C’était surtout la mère d’Alvida qui était opposée à son mariage. Elle se mit donc à persuader à sa fille de ne pas se marier. Elle lui faisait des reproches : ainsi, pour un jeune homme plus heureux encore que brave, elle allait renoncer à la gloire que lui avait acquise le renom de sa chasteté ; elle allait se laisser séduire après avoir si long-temps résisté ! Elle fit tant qu’Alvida finit par dédaigner le jeune prince danois et tous les hommes, et que, quittant ses habits de femme, elle s’habilla en guerrier, équipa un vaisseau, et de jeune fille timide et modeste, se fit pirate. Elle engagea plusieurs jeunes filles dans son entreprise, et, s’étant embarquée, elle arriva dans un endroit où une bande de pirates pleurait la mort de son chef.

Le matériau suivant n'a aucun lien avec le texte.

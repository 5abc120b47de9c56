//! Configuration loaded from environment variables.

use std::env;
use std::net::SocketAddr;

use call_provider::{ProviderConfig, DEFAULT_API_BASE};
use escalation::{EmergencyDispatch, EscalationSettings};
use secrecy::{ExposeSecret, SecretString};

/// Prompt server and alert configuration.
#[derive(Debug, Clone)]
pub struct Config {
    /// Server bind address.
    pub addr: SocketAddr,
    /// Provider account SID.
    pub account_sid: String,
    /// Provider auth token.
    pub auth_token: SecretString,
    /// Provider API base URL.
    pub api_base: String,
    /// Caller-ID number.
    pub origin_number: Option<String>,
    /// Number alerted first.
    pub primary_number: Option<String>,
    /// Number called when the primary does not answer.
    pub fallback_number: Option<String>,
    /// Externally reachable URL of this server, without trailing slash.
    pub public_base_url: String,
    /// Readings above this trigger the escalation sequence.
    pub temperature_threshold: f64,
    /// Stand-in for a sensor reading.
    pub current_temperature: f64,
}

impl Config {
    /// Load configuration from environment variables.
    ///
    /// | Variable | Description | Default |
    /// |----------|-------------|---------|
    /// | `PROMPT_SERVER_ADDR` | Server bind address | `0.0.0.0:8001` |
    /// | `TWILIO_ACCOUNT_SID` | Provider account SID | (required) |
    /// | `TWILIO_AUTH_TOKEN` | Provider auth token | (required) |
    /// | `TWILIO_API_BASE` | Provider API base URL | `https://api.twilio.com` |
    /// | `TWILIO_PHONE_NUMBER` | Caller-ID number | (none) |
    /// | `PRIMARY_NUMBER` | Number alerted first | (none) |
    /// | `FALLBACK_NUMBER` | Emergency contact | (none) |
    /// | `PUBLIC_BASE_URL` | Public URL of this server | (required) |
    /// | `TEMPERATURE_THRESHOLD` | Alert threshold | `100` |
    /// | `CURRENT_TEMPERATURE` | Current reading | `105` |
    ///
    /// Missing phone numbers are not an error here; the escalation run
    /// reports them and aborts.
    pub fn from_env() -> Result<Self, ConfigError> {
        Self::from_lookup(|key| env::var(key).ok())
    }

    /// Load configuration through an arbitrary variable lookup.
    pub fn from_lookup<F>(lookup: F) -> Result<Self, ConfigError>
    where
        F: Fn(&str) -> Option<String>,
    {
        let var = |key: &str| lookup(key).filter(|v| !v.trim().is_empty());

        let addr = var("PROMPT_SERVER_ADDR")
            .unwrap_or_else(|| "0.0.0.0:8001".to_string())
            .parse()
            .map_err(|_| ConfigError::InvalidAddr)?;

        let account_sid =
            var("TWILIO_ACCOUNT_SID").ok_or(ConfigError::Missing("TWILIO_ACCOUNT_SID"))?;
        let auth_token = var("TWILIO_AUTH_TOKEN")
            .map(SecretString::from)
            .ok_or(ConfigError::Missing("TWILIO_AUTH_TOKEN"))?;

        let api_base = var("TWILIO_API_BASE").unwrap_or_else(|| DEFAULT_API_BASE.to_string());

        let public_base_url = var("PUBLIC_BASE_URL")
            .map(|url| url.trim_end_matches('/').to_string())
            .ok_or(ConfigError::Missing("PUBLIC_BASE_URL"))?;

        let temperature_threshold = parse_number(&var, "TEMPERATURE_THRESHOLD", 100.0)?;
        let current_temperature = parse_number(&var, "CURRENT_TEMPERATURE", 105.0)?;

        Ok(Self {
            addr,
            account_sid,
            auth_token,
            api_base,
            origin_number: var("TWILIO_PHONE_NUMBER"),
            primary_number: var("PRIMARY_NUMBER"),
            fallback_number: var("FALLBACK_NUMBER"),
            public_base_url,
            temperature_threshold,
            current_temperature,
        })
    }

    /// Provider client configuration.
    pub fn provider_config(&self) -> ProviderConfig {
        ProviderConfig::new(&self.account_sid, self.auth_token.expose_secret())
            .with_api_base(&self.api_base)
    }

    /// Absolute URL of a prompt route on this server.
    pub fn prompt_url(&self, path: &str) -> String {
        format!("{}{}", self.public_base_url, path)
    }

    /// Settings for the startup escalation run.
    pub fn escalation_settings(&self) -> EscalationSettings {
        EscalationSettings::for_base_url(
            self.primary_number.clone(),
            self.fallback_number.clone(),
            self.origin_number.clone(),
            &self.public_base_url,
        )
    }

    /// Target of the emergency call placed from the digit handler.
    pub fn emergency_dispatch(&self) -> Option<EmergencyDispatch> {
        Some(EmergencyDispatch {
            to: self.fallback_number.clone()?,
            from: self.origin_number.clone()?,
            prompt_url: self.prompt_url(escalation::settings::EMERGENCY_PROMPT_PATH),
        })
    }

    /// Whether the current reading should trigger the alert sequence.
    pub fn temperature_exceeded(&self) -> bool {
        self.current_temperature > self.temperature_threshold
    }
}

fn parse_number<F>(var: &F, key: &'static str, default: f64) -> Result<f64, ConfigError>
where
    F: Fn(&str) -> Option<String>,
{
    match var(key) {
        Some(raw) => raw
            .trim()
            .parse::<f64>()
            .map_err(|_| ConfigError::InvalidNumber(key)),
        None => Ok(default),
    }
}

/// Configuration errors.
#[derive(Debug, thiserror::Error)]
pub enum ConfigError {
    #[error("Invalid PROMPT_SERVER_ADDR format")]
    InvalidAddr,

    #[error("{0} environment variable is required")]
    Missing(&'static str),

    #[error("{0} must be a number")]
    InvalidNumber(&'static str),
}
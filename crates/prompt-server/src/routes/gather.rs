//! Digit collection callback.

use axum::extract::{Query, State};
use axum::Form;
use escalation::DtmfResponse;
use serde::Deserialize;
use tracing::info;

use crate::routes::prompts::SayHangupTemplate;
use crate::state::AppState;

const ACKNOWLEDGED_MESSAGE: &str = "You pressed 1. Action completed!";
const EMERGENCY_NOTED_MESSAGE: &str = "Emergency noted calling emergency number. Goodbye.";

/// Parameters sent by the provider after a `Gather`.
#[derive(Debug, Default, Deserialize)]
pub struct GatherParams {
    #[serde(rename = "Digits", default)]
    pub digits: String,
}

/// Digits delivered as a query string.
pub async fn gather_query(
    State(state): State<AppState>,
    params: Option<Query<GatherParams>>,
) -> SayHangupTemplate {
    respond(&state, params.map(|Query(p)| p).unwrap_or_default())
}

/// Digits delivered as a form body.
pub async fn gather_form(
    State(state): State<AppState>,
    params: Option<Form<GatherParams>>,
) -> SayHangupTemplate {
    respond(&state, params.map(|Form(p)| p).unwrap_or_default())
}

fn respond(state: &AppState, params: GatherParams) -> SayHangupTemplate {
    info!(digits = %params.digits, "Digits received");

    // The emergency call runs on its own task; the caller hears the
    // hangup prompt without waiting for it.
    match state.dtmf.handle(&params.digits) {
        DtmfResponse::Acknowledged => SayHangupTemplate::new(ACKNOWLEDGED_MESSAGE),
        DtmfResponse::EmergencyDispatched(_) => SayHangupTemplate::new(EMERGENCY_NOTED_MESSAGE),
    }
}
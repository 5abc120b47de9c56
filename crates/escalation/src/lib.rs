//! Escalation engine for SafeHouse alert calls.
//!
//! This crate decides whether an outbound call was answered by a person and
//! drives the retry/escalation sequence around it. It provides:
//!
//! - [`AnswerClassifier`] - Turns status snapshots into an answered/not-answered verdict
//! - [`CallMonitor`] - Polls one call until the classifier decides or the wait runs out
//! - [`EscalationController`] - Calls the primary contact twice, then the fallback contact
//! - [`DtmfHandler`] - Reacts to the digit collected during a live call
//!
//! Every component takes the same [`CallProvider`] instance explicitly.
//!
//! # Example
//!
//! ```no_run
//! use std::sync::Arc;
//!
//! use call_provider::{ProviderConfig, TwilioClient};
//! use escalation::{EscalationController, EscalationSettings};
//!
//! # async fn example() -> Result<(), Box<dyn std::error::Error>> {
//! let client = TwilioClient::new(ProviderConfig::new("AC123", "secret"))?;
//! let settings = EscalationSettings::for_base_url(
//!     Some("+15551234567".to_string()),
//!     Some("+15559876543".to_string()),
//!     Some("+15550000000".to_string()),
//!     "https://example.ngrok.app",
//! );
//!
//! let controller = EscalationController::new(Arc::new(client), settings);
//! let outcome = controller.run().await?;
//! println!("Escalation finished: {}", outcome);
//! # Ok(())
//! # }
//! ```

pub mod classifier;
pub mod controller;
pub mod dtmf;
pub mod error;
pub mod monitor;
pub mod poll;
pub mod settings;

pub use call_provider::CallProvider;
pub use classifier::{AnswerClassifier, ClassifierThresholds, MonitorState, Verdict};
pub use controller::{
    EscalationController, EscalationOutcome, EscalationState, EscalationTimings, PrimaryAttempt,
};
pub use dtmf::{DtmfHandler, DtmfResponse, EmergencyDispatch, ACKNOWLEDGE_DIGIT};
pub use error::{CallStage, ConfigurationError, EscalationError};
pub use monitor::CallMonitor;
pub use poll::{PollSchedule, PollTicker};
pub use settings::{EscalationPlan, EscalationSettings};
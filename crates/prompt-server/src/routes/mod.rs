//! Route handlers for the prompt server.
//!
//! The call provider fetches these documents mid-call; every prompt route
//! answers both GET and POST.

pub mod gather;
pub mod health;
pub mod prompts;

use axum::routing::get;
use axum::Router;

use crate::state::AppState;

/// Path of the interactive prompt.
pub const VOICE_PATH: &str = "/voice";
/// Path the interactive prompt posts collected digits to.
pub const GATHER_PATH: &str = "/gather";
/// Emergency notification and temperature alert prompts live where the
/// escalation run points its calls.
pub use escalation::settings::{
    ALERT_PROMPT_PATH as TEMPERATURE_ALERT_PATH, EMERGENCY_PROMPT_PATH as EMERGENCY_PATH,
};

/// Build the router with all routes.
pub fn router() -> Router<AppState> {
    Router::new()
        // Spoken-script documents
        .route(VOICE_PATH, get(prompts::voice).post(prompts::voice))
        .route(
            GATHER_PATH,
            get(gather::gather_query).post(gather::gather_form),
        )
        .route(
            EMERGENCY_PATH,
            get(prompts::emergency).post(prompts::emergency),
        )
        .route(
            TEMPERATURE_ALERT_PATH,
            get(prompts::temperature_alert).post(prompts::temperature_alert),
        )
        // Health check
        .route("/health", get(health::health))
}
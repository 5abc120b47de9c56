//! The trait every call provider implementation satisfies.

pub use async_trait::async_trait;

use crate::error::ProviderError;
use crate::types::{CallRequest, CallStatusSnapshot, PlacedCall};

/// Places outbound calls and reports on their progress.
///
/// Implementations hold no per-call state: every `fetch_status` returns a
/// fresh snapshot straight from the provider.
#[async_trait]
pub trait CallProvider: Send + Sync {
    /// Place an outbound call.
    async fn place_call(&self, request: CallRequest) -> Result<PlacedCall, ProviderError>;

    /// Fetch the current status of a placed call.
    async fn fetch_status(&self, call_sid: &str) -> Result<CallStatusSnapshot, ProviderError>;

    /// Human-readable name for logging.
    fn name(&self) -> &str;
}
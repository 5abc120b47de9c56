//! Mock call providers for exercising the escalation flow without a network.
//!
//! This crate provides implementations of the `CallProvider` trait for testing:
//! - `ScriptedProvider` - Replays a scripted status sequence for each placed call
//! - `DelayedProvider` - Wraps another provider with artificial latency
//!
//! # Example
//!
//! ```rust
//! use mock_provider::{CallProvider, CallRequest, CallScript, ScriptedProvider};
//!
//! #[tokio::main]
//! async fn main() -> Result<(), call_provider::ProviderError> {
//!     let provider = ScriptedProvider::new().with_call(CallScript::no_answer());
//!
//!     let placed = provider
//!         .place_call(CallRequest::new("+15551234567", "+15550000000", "https://x.test/voice"))
//!         .await?;
//!     let snapshot = provider.fetch_status(&placed.sid).await?;
//!     println!("{} -> {}", placed.sid, snapshot.status);
//!     Ok(())
//! }
//! ```

mod delayed;
mod scripted;

pub use call_provider::{
    async_trait, AnsweredBy, CallProvider, CallRequest, CallStatus, CallStatusSnapshot,
    PlacedCall, ProviderError,
};

pub use delayed::DelayedProvider;
pub use scripted::{CallScript, ScriptStep, ScriptedProvider};
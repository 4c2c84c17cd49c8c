//! HTTP and WebSocket surface.
//!
//! - `GET /` - API information
//! - `GET /health` - liveness
//! - `GET /health/index` (alias `/health/qdrant`) - external index probe
//! - `GET /ready` - backend choice and catalog size
//! - `GET /metrics` - Prometheus exposition
//! - `GET /ws/inference` - WebSocket inference session
//! - `POST /admin/reload` - rebuild catalog and backend (when enabled)

pub mod error;
pub mod middleware;
pub mod routes;
pub mod state;

use std::net::SocketAddr;
use std::sync::Arc;

use axum::Router;
use axum::http::{HeaderValue, StatusCode};
use axum::middleware::from_fn;
use axum::routing::{get, post};
use metrics_exporter_prometheus::{PrometheusBuilder, PrometheusHandle};
use tower_http::cors::{AllowOrigin, Any, CorsLayer};
use tower_http::timeout::TimeoutLayer;
use tower_http::trace::TraceLayer;
use tracing::{error, info, warn};
use tracing_subscriber::EnvFilter;

use crate::config::{FretmatchConfig, ServerConfig};
use crate::engine::InferenceEngine;

pub use error::{ServerError, ServerResult};
pub use state::ServerState;

use middleware::{log_requests, request_id};
use routes::{admin, api_info, health, inference, not_found};

/// Build the router with all routes and middleware.
pub fn build_router(state: Arc<ServerState>) -> Router {
    let server = state.config.server.clone();

    let mut router = Router::new()
        .route("/", get(api_info))
        .route("/health", get(health::health_check))
        .route("/health/index", get(health::index_health))
        .route("/health/qdrant", get(health::index_health))
        .route("/ready", get(health::readiness_check))
        .route("/metrics", get(health::metrics))
        .route("/ws/inference", get(inference::inference_socket));

    if server.enable_admin {
        router = router.route("/admin/reload", post(admin::reload));
    }

    router
        .fallback(not_found)
        .layer(TimeoutLayer::with_status_code(
            StatusCode::REQUEST_TIMEOUT,
            server.timeout(),
        ))
        .layer(cors_layer(&server))
        .layer(from_fn(log_requests))
        .layer(from_fn(request_id))
        .layer(TraceLayer::new_for_http())
        .with_state(state)
}

fn cors_layer(config: &ServerConfig) -> CorsLayer {
    if !config.enable_cors {
        return CorsLayer::new();
    }

    let origins: Vec<HeaderValue> = config
        .cors_origins
        .iter()
        .filter_map(|origin| match HeaderValue::from_str(origin) {
            Ok(value) => Some(value),
            Err(_) => {
                warn!(%origin, "ignoring invalid CORS origin");
                None
            }
        })
        .collect();

    CorsLayer::new()
        .allow_origin(AllowOrigin::list(origins))
        .allow_methods(Any)
        .allow_headers(Any)
}

/// Install the global tracing subscriber. `RUST_LOG` wins over `level`.
pub fn init_tracing(level: &str, json: bool) {
    let filter = EnvFilter::try_from_default_env().unwrap_or_else(|_| EnvFilter::new(level));
    let builder = tracing_subscriber::fmt()
        .with_env_filter(filter)
        .with_target(false);

    let result = if json {
        builder.json().try_init()
    } else {
        builder.try_init()
    };
    if let Err(err) = result {
        eprintln!("tracing already initialized: {err}");
    }
}

/// Install the process-wide Prometheus recorder and describe our metrics.
pub fn install_metrics_recorder() -> anyhow::Result<PrometheusHandle> {
    let handle = PrometheusBuilder::new().install_recorder()?;

    metrics::describe_counter!(
        "fretmatch_inference_total",
        "Inference messages handled, labelled by outcome"
    );
    metrics::describe_counter!(
        "fretmatch_backend_fallback_total",
        "External index failures answered from the in-memory catalog"
    );
    metrics::describe_histogram!(
        "fretmatch_inference_seconds",
        metrics::Unit::Seconds,
        "Pipeline latency per request"
    );
    metrics::describe_gauge!("fretmatch_catalog_entries", "Chords in the active catalog");
    metrics::describe_gauge!("fretmatch_ws_connections", "Open WebSocket sessions");

    Ok(handle)
}

/// Initialize the engine and serve until Ctrl+C or SIGTERM.
pub async fn start_server(
    config: FretmatchConfig,
    metrics: Option<PrometheusHandle>,
) -> anyhow::Result<()> {
    let addr: SocketAddr = config.server.socket_addr()?;

    let engine = Arc::new(InferenceEngine::initialize(config.engine_config()).await?);
    let status = engine.status();
    info!(
        backend = ?status.backend,
        embedding_mode = %status.embedding_mode,
        catalog_entries = status.catalog_entries,
        "inference engine ready"
    );

    let state = Arc::new(ServerState::new(config.clone(), engine, metrics));
    let app = build_router(state);

    info!(
        %addr,
        cors = config.server.enable_cors,
        metrics = config.server.metrics_enabled,
        admin = config.server.enable_admin,
        "starting fretmatch server"
    );

    let listener = tokio::net::TcpListener::bind(addr).await?;
    axum::serve(listener, app)
        .with_graceful_shutdown(shutdown_signal())
        .await?;

    info!("server shutdown complete");
    Ok(())
}

async fn shutdown_signal() {
    use tokio::signal;

    let ctrl_c = async {
        if let Err(err) = signal::ctrl_c().await {
            error!(error = %err, "failed to install Ctrl+C handler");
            std::future::pending::<()>().await;
        }
    };

    #[cfg(unix)]
    let terminate = async {
        match signal::unix::signal(signal::unix::SignalKind::terminate()) {
            Ok(mut sigterm) => {
                sigterm.recv().await;
            }
            Err(err) => {
                error!(error = %err, "failed to install SIGTERM handler");
                std::future::pending::<()>().await;
            }
        }
    };

    #[cfg(not(unix))]
    let terminate = std::future::pending::<()>();

    tokio::select! {
        _ = ctrl_c => info!("received Ctrl+C, shutting down"),
        _ = terminate => info!("received SIGTERM, shutting down"),
    }
}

Charmés de sa beauté et de son courage, ces pirates la prirent pour chef. Elle fit avec eux des exploits incroyables. Alf, ayant appris cette résolution, résolut de poursuivre Alvida partout où elle irait. Un jour qu’il voguait vers la Finlande, au moment d’entrer dans un golfe étroit, il envoya une barque en avant pour examiner les lieux. On lui rapporta que le port était occupé par quelques vaisseaux. C’était Alvida. Quand elle vit se présenter à l’entrée du golfe des vaisseaux inconnus, elle alla aussitôt à leur rencontre, aimant mieux attaquer l’ennemi que de l’attendre. Les compagnons d’Alf l’exhortaient à se retirer : il répondit que ce serait un déshonneur, qu’on pût aller dire à Alvida que la vue de quelques vaisseaux avait fait fuir Alf. Il parlait ainsi et ne savait point que c’était elle-même qu’il allait attaquer.

Les Danois cependant admiraient la beauté, la grace et la légèreté de leurs adversaires, et ignoraient quelle en était la cause. Mais bientôt le combat s’engagea, et Alf s’élançant sur le vaisseau d’Alvida, le parcourut de la proue à la poupe en faisant un grand carnage des pirates. Son fidèle Barcar marchait derrière lui ; d’un coup de son épée il fit tomber le casque d’Alvida. La jeune fille alors parut dans toute sa beauté et fut reconnue. Cela fit cesser le combat. Alf fut ravi de voir que celle qu’il avait tant poursuivie et à travers tant de dangers, était enfin en sa puissance. Alvida fut forcée de reprendre les habits de son sexe ; Barcar eut pour femme une des compagnes d’Alvida.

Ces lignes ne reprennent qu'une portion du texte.